• **Task item**:
Please print the entries below exactly, from the line with "Three commands are" through the line with "use anyhow::Result;", including both of those lines and leaving out all others.

• **Input records**:
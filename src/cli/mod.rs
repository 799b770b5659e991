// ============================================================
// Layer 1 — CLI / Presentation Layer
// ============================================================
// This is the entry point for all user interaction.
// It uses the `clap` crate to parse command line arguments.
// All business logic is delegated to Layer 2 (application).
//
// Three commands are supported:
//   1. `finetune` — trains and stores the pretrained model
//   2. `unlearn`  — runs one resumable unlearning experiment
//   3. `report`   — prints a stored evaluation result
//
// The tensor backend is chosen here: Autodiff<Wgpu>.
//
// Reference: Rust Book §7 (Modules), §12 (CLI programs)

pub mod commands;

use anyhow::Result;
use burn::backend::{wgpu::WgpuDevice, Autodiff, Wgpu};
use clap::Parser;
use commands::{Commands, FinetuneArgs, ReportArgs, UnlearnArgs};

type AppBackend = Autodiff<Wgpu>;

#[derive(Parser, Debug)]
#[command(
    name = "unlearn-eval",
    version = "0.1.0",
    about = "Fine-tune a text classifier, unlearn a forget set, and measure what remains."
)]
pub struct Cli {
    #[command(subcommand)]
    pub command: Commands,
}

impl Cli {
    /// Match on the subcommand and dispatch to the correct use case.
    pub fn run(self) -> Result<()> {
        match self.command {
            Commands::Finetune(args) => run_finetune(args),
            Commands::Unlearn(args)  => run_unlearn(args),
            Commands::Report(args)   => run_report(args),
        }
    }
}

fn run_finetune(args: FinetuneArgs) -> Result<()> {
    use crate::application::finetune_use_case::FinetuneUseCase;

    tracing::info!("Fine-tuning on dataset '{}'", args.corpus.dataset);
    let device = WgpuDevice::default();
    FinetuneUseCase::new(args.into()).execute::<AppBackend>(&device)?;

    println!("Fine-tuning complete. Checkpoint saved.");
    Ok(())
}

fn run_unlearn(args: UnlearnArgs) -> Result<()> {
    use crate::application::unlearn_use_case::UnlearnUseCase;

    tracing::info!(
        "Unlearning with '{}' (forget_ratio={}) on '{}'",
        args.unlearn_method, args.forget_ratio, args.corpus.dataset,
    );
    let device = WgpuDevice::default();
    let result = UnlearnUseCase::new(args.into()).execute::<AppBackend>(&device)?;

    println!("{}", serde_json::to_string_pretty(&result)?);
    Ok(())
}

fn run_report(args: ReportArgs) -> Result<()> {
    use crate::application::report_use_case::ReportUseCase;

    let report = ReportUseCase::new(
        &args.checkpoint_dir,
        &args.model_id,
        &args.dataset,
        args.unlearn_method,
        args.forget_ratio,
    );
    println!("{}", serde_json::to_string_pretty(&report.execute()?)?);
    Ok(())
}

• **Reply**:
// Three commands are supported:
//   1. `finetune` — trains and stores the pretrained model
//   2. `unlearn`  — runs one resumable unlearning experiment
//   3. `report`   — prints a stored evaluation result
//
// The tensor backend is chosen here: Autodiff<Wgpu>.
//
// Reference: Rust Book §7 (Modules), §12 (CLI programs)

pub mod commands;

use anyhow::Result;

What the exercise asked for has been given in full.